[Start of section]

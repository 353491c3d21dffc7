use metrics_exporter_prometheus::{BuildError, Matcher, PrometheusBuilder, PrometheusHandle};
use std::time::Duration;

pub fn setup_metrics_recorder() -> Result<PrometheusHandle, BuildError> {
    const EXPONENTIAL_SECONDS: &[f64] = &[
        0.005, 0.01, 0.025, 0.05, 0.1, 0.25, 0.5, 1.0, 2.5, 5.0, 10.0,
    ];

    PrometheusBuilder::new()
        .set_buckets_for_metric(
            Matcher::Full("history_fetch_time".to_string()),
            EXPONENTIAL_SECONDS,
        )?
        .install_recorder()
}

#[derive(Clone)]
pub struct Metrics {
    pub prometheus_handle: PrometheusHandle,
}

impl Metrics {
    pub fn new(prometheus_handle: PrometheusHandle) -> Self {
        Self { prometheus_handle }
    }

    pub fn render(&self) -> String {
        self.prometheus_handle.render()
    }
}

// The recorders below are no-ops until `setup_metrics_recorder` has run, so
// library code and tests can call them unconditionally.

pub fn record_transaction_submitted() {
    metrics::increment_counter!("transactions_submitted_total");
}

pub fn record_transaction_failed() {
    metrics::increment_counter!("transaction_submission_failures_total");
}

/// Records one explorer round trip and whether it fell back to local data.
pub fn record_history_fetch(duration: Duration, fell_back: bool) {
    metrics::increment_counter!("history_fetches_total");
    if fell_back {
        metrics::increment_counter!("history_fetch_fallbacks_total");
    }
    metrics::histogram!("history_fetch_time", duration.as_secs_f64());
}

pub fn record_history_size(records: usize) {
    metrics::gauge!("history_records", records as f64);
}
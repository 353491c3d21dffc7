//! In-memory wallet provider for unit tests.

use async_trait::async_trait;
use std::collections::HashMap;
use std::sync::Mutex;
use tokio::sync::broadcast;

use super::{ProviderError, ProviderEvent, RpcReceipt, RpcTransaction, TransactionRequest, WalletProvider};
use crate::wallet::units::Wei;

#[derive(Default)]
struct MockState {
    accounts: Vec<String>,
    chain_id: String,
    balances: HashMap<String, Wei>,
    transactions: HashMap<String, RpcTransaction>,
    receipts: HashMap<String, RpcReceipt>,
    sent: Vec<TransactionRequest>,
    reject_requests: bool,
    unavailable: bool,
    fail_sends: bool,
    fail_balance: bool,
    fail_lookups: bool,
}

pub struct MockProvider {
    state: Mutex<MockState>,
    events: broadcast::Sender<ProviderEvent>,
}

impl MockProvider {
    pub fn new() -> Self {
        let (events, _) = broadcast::channel(16);
        Self {
            state: Mutex::new(MockState {
                chain_id: "0x1".to_string(),
                ..Default::default()
            }),
            events,
        }
    }

    pub fn with_account(address: &str, balance: Wei) -> Self {
        let provider = Self::new();
        provider.set_accounts(&[address]);
        provider.set_balance(address, balance);
        provider
    }

    fn state(&self) -> std::sync::MutexGuard<'_, MockState> {
        self.state.lock().unwrap()
    }

    pub fn set_accounts(&self, accounts: &[&str]) {
        self.state().accounts = accounts.iter().map(|a| a.to_string()).collect();
    }

    pub fn set_balance(&self, address: &str, balance: Wei) {
        self.state().balances.insert(address.to_lowercase(), balance);
    }

    pub fn set_chain_id(&self, chain_id: &str) {
        self.state().chain_id = chain_id.to_string();
    }

    pub fn insert_transaction(&self, hash: &str) {
        self.state().transactions.insert(
            hash.to_string(),
            RpcTransaction {
                hash: hash.to_string(),
                from: "0x0".to_string(),
                to: None,
                value: "0x0".to_string(),
                block_number: None,
            },
        );
    }

    pub fn insert_receipt(&self, hash: &str, success: bool) {
        self.state().receipts.insert(
            hash.to_string(),
            RpcReceipt {
                transaction_hash: hash.to_string(),
                block_number: Some("0x10".to_string()),
                status: Some(if success { "0x1" } else { "0x0" }.to_string()),
            },
        );
    }

    pub fn reject_requests(&self, reject: bool) {
        self.state().reject_requests = reject;
    }

    pub fn set_unavailable(&self, unavailable: bool) {
        self.state().unavailable = unavailable;
    }

    pub fn fail_sends(&self, fail: bool) {
        self.state().fail_sends = fail;
    }

    pub fn fail_balance(&self, fail: bool) {
        self.state().fail_balance = fail;
    }

    pub fn fail_transaction_lookups(&self, fail: bool) {
        self.state().fail_lookups = fail;
    }

    pub fn sent(&self) -> Vec<TransactionRequest> {
        self.state().sent.clone()
    }

    pub fn emit(&self, event: ProviderEvent) {
        let _ = self.events.send(event);
    }

    fn check_available(&self) -> Result<(), ProviderError> {
        if self.state().unavailable {
            return Err(ProviderError::Unavailable("connection refused".to_string()));
        }
        Ok(())
    }
}

#[async_trait]
impl WalletProvider for MockProvider {
    async fn accounts(&self) -> Result<Vec<String>, ProviderError> {
        self.check_available()?;
        Ok(self.state().accounts.clone())
    }

    async fn request_accounts(&self) -> Result<Vec<String>, ProviderError> {
        self.check_available()?;
        let state = self.state();
        if state.reject_requests {
            return Err(ProviderError::UserRejected("User rejected the request.".to_string()));
        }
        Ok(state.accounts.clone())
    }

    async fn chain_id(&self) -> Result<String, ProviderError> {
        self.check_available()?;
        Ok(self.state().chain_id.clone())
    }

    async fn get_balance(&self, address: &str) -> Result<Wei, ProviderError> {
        self.check_available()?;
        let state = self.state();
        if state.fail_balance {
            return Err(ProviderError::Rpc {
                code: -32000,
                message: "header not found".to_string(),
            });
        }
        Ok(state.balances.get(&address.to_lowercase()).copied().unwrap_or_default())
    }

    async fn send_transaction(&self, request: &TransactionRequest) -> Result<String, ProviderError> {
        self.check_available()?;
        let mut state = self.state();
        if state.fail_sends {
            return Err(ProviderError::UserRejected("User denied transaction signature.".to_string()));
        }
        state.sent.push(request.clone());
        Ok(format!("0x{:064x}", state.sent.len()))
    }

    async fn get_transaction(&self, hash: &str) -> Result<Option<RpcTransaction>, ProviderError> {
        self.check_available()?;
        let state = self.state();
        if state.fail_lookups {
            return Err(ProviderError::Rpc {
                code: -32603,
                message: "internal error".to_string(),
            });
        }
        Ok(state.transactions.get(hash).cloned())
    }

    async fn get_transaction_receipt(&self, hash: &str) -> Result<Option<RpcReceipt>, ProviderError> {
        self.check_available()?;
        Ok(self.state().receipts.get(hash).cloned())
    }

    fn subscribe(&self) -> broadcast::Receiver<ProviderEvent> {
        self.events.subscribe()
    }
}
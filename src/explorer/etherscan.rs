use alloy_primitives::U256;
use async_trait::async_trait;
use reqwest::Client;
use serde::Deserialize;
use serde_json::Value;
use std::time::Duration;
use tracing::{debug, info};

use super::{ExplorerError, HistorySource};
use crate::ledger::TransactionRecord;
use crate::reconcile::status_from_confirmations;
use crate::wallet::units::format_ether;

const START_BLOCK: &str = "0";
const END_BLOCK: &str = "99999999";

/// One row of an Etherscan `txlist` result. Every field arrives as a string.
#[derive(Debug, Deserialize)]
#[serde(rename_all = "camelCase")]
struct EtherscanTx {
    hash: String,
    from: String,
    #[serde(default)]
    to: String,
    value: String,
    time_stamp: String,
    #[serde(default)]
    confirmations: String,
}

impl EtherscanTx {
    fn into_record(self) -> Result<TransactionRecord, ExplorerError> {
        let value = U256::from_str_radix(&self.value, 10)
            .map_err(|_| ExplorerError::Decode(format!("bad value '{}' for {}", self.value, self.hash)))?;
        let timestamp = self
            .time_stamp
            .parse::<i64>()
            .ok()
            .and_then(|seconds| seconds.checked_mul(1000))
            .ok_or_else(|| ExplorerError::Decode(format!("bad timeStamp '{}' for {}", self.time_stamp, self.hash)))?;
        let confirmations: u64 = self.confirmations.parse().unwrap_or(0);

        Ok(TransactionRecord {
            id: self.hash.clone(),
            from: self.from,
            to: self.to,
            amount: format_ether(value),
            timestamp,
            status: status_from_confirmations(confirmations),
            hash: self.hash,
        })
    }
}

/// Maps an Etherscan `{status, message, result}` envelope to records.
pub fn parse_txlist(body: Value) -> Result<Vec<TransactionRecord>, ExplorerError> {
    if body["status"].as_str() != Some("1") {
        let message = body["message"].as_str().unwrap_or("unknown").to_string();
        let detail = match &body["result"] {
            Value::String(s) => format!("{}: {}", message, s),
            _ => message,
        };
        return Err(ExplorerError::Unsuccessful(detail));
    }

    let rows: Vec<EtherscanTx> = serde_json::from_value(body["result"].clone())
        .map_err(|e| ExplorerError::Decode(e.to_string()))?;
    rows.into_iter().map(EtherscanTx::into_record).collect()
}

#[derive(Debug, Clone)]
pub struct EtherscanClient {
    client: Client,
    api_url: String,
    api_key: String,
}

impl EtherscanClient {
    pub fn new(api_url: String, api_key: String, request_timeout: Duration) -> Self {
        let client = Client::builder()
            .timeout(request_timeout)
            .build()
            .unwrap_or_else(|_| Client::new());
        info!("Initialized explorer client for: {}", api_url);
        Self {
            client,
            api_url,
            api_key,
        }
    }
}

#[async_trait]
impl HistorySource for EtherscanClient {
    async fn fetch(&self, address: &str) -> Result<Vec<TransactionRecord>, ExplorerError> {
        let response = self
            .client
            .get(&self.api_url)
            .query(&[
                ("module", "account"),
                ("action", "txlist"),
                ("address", address),
                ("startblock", START_BLOCK),
                ("endblock", END_BLOCK),
                ("sort", "desc"),
                ("apikey", self.api_key.as_str()),
            ])
            .send()
            .await?;

        if !response.status().is_success() {
            return Err(ExplorerError::Http(response.status().as_u16()));
        }

        let body = response
            .json::<Value>()
            .await
            .map_err(|e| ExplorerError::Decode(e.to_string()))?;
        let records = parse_txlist(body)?;
        debug!("Explorer returned {} transactions for {}", records.len(), address);
        Ok(records)
    }
}
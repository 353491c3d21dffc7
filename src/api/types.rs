use axum::{
    http::StatusCode,
    response::{IntoResponse, Response},
    Json,
};
use serde::{Deserialize, Serialize};
use thiserror::Error;
use tracing::error;

use crate::eth_rpc::ProviderError;
use crate::ledger::TxStatus;
use crate::reconcile::TransactionError;
use crate::wallet::{TransferError, WalletError};

#[derive(Error, Debug)]
pub enum ApiError {
    #[error("Not found")]
    NotFound,
    #[error("Please connect your wallet first")]
    NotConnected,
    #[error("{0}")]
    Validation(String),
    #[error("No wallet provider available")]
    ProviderUnavailable,
    #[error("Wallet provider error: {0}")]
    Provider(String),
    #[error("Transaction failed. Please try again.")]
    SubmissionFailed,
    #[error("Internal error: {0}")]
    Internal(#[from] anyhow::Error),
}

impl IntoResponse for ApiError {
    fn into_response(self) -> Response {
        let status = match self {
            ApiError::NotFound => StatusCode::NOT_FOUND,
            ApiError::NotConnected => StatusCode::CONFLICT,
            ApiError::Validation(_) => StatusCode::BAD_REQUEST,
            ApiError::ProviderUnavailable => StatusCode::SERVICE_UNAVAILABLE,
            ApiError::Provider(_) | ApiError::SubmissionFailed => StatusCode::BAD_GATEWAY,
            ApiError::Internal(ref e) => {
                error!("Internal error: {:?}", e);
                StatusCode::INTERNAL_SERVER_ERROR
            }
        };

        let message = match self {
            ApiError::Internal(_) => "Internal server error".to_string(),
            other => other.to_string(),
        };

        (status, Json(ErrorResponse { error: message })).into_response()
    }
}

impl From<TransferError> for ApiError {
    fn from(err: TransferError) -> Self {
        ApiError::Validation(err.to_string())
    }
}

impl From<WalletError> for ApiError {
    fn from(err: WalletError) -> Self {
        match err {
            WalletError::ProviderUnavailable => ApiError::ProviderUnavailable,
            WalletError::Storage(e) => ApiError::Internal(e.into()),
        }
    }
}

impl From<TransactionError> for ApiError {
    fn from(err: TransactionError) -> Self {
        match err {
            TransactionError::WalletNotConnected => ApiError::NotConnected,
            TransactionError::ProviderUnavailable => ApiError::ProviderUnavailable,
            TransactionError::Amount(e) => ApiError::Validation(e.to_string()),
            TransactionError::Provider(ProviderError::Unavailable(e)) => {
                error!("Wallet provider unreachable: {}", e);
                ApiError::ProviderUnavailable
            }
            TransactionError::Provider(e) => ApiError::Provider(e.to_string()),
            TransactionError::Ledger(e) => ApiError::Internal(e.into()),
        }
    }
}

#[derive(Serialize, Deserialize)]
pub struct ErrorResponse {
    pub error: String,
}

#[derive(Debug, Default, Deserialize)]
pub struct TransactionQuery {
    pub status: Option<String>,
    pub q: Option<String>,
}

#[derive(Debug, Serialize, Deserialize)]
pub struct SendResponse {
    pub message: String,
    pub hash: String,
    pub explorer_url: String,
}

#[derive(Debug, Serialize, Deserialize)]
pub struct StatusResponse {
    pub hash: String,
    pub status: TxStatus,
}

[End of section]

▸ **BRIEF**: Would you quote everything above from the line containing "pub fn record_history_size(records: usize)" down to the line containing "let provider = Self::new();"? Include both of those lines and nothing else.

▸ **RESULT**:
pub fn record_history_size(records: usize) {
    metrics::gauge!("history_records", records as f64);
}
repository 353491c3d21dffc7
//! In-memory wallet provider for unit tests.

use async_trait::async_trait;
use std::collections::HashMap;
use std::sync::Mutex;
use tokio::sync::broadcast;

use super::{ProviderError, ProviderEvent, RpcReceipt, RpcTransaction, TransactionRequest, WalletProvider};
use crate::wallet::units::Wei;

#[derive(Default)]
struct MockState {
    accounts: Vec<String>,
    chain_id: String,
    balances: HashMap<String, Wei>,
    transactions: HashMap<String, RpcTransaction>,
    receipts: HashMap<String, RpcReceipt>,
    sent: Vec<TransactionRequest>,
    reject_requests: bool,
    unavailable: bool,
    fail_sends: bool,
    fail_balance: bool,
    fail_lookups: bool,
}

pub struct MockProvider {
    state: Mutex<MockState>,
    events: broadcast::Sender<ProviderEvent>,
}

impl MockProvider {
    pub fn new() -> Self {
        let (events, _) = broadcast::channel(16);
        Self {
            state: Mutex::new(MockState {
                chain_id: "0x1".to_string(),
                ..Default::default()
            }),
            events,
        }
    }

    pub fn with_account(address: &str, balance: Wei) -> Self {
        let provider = Self::new();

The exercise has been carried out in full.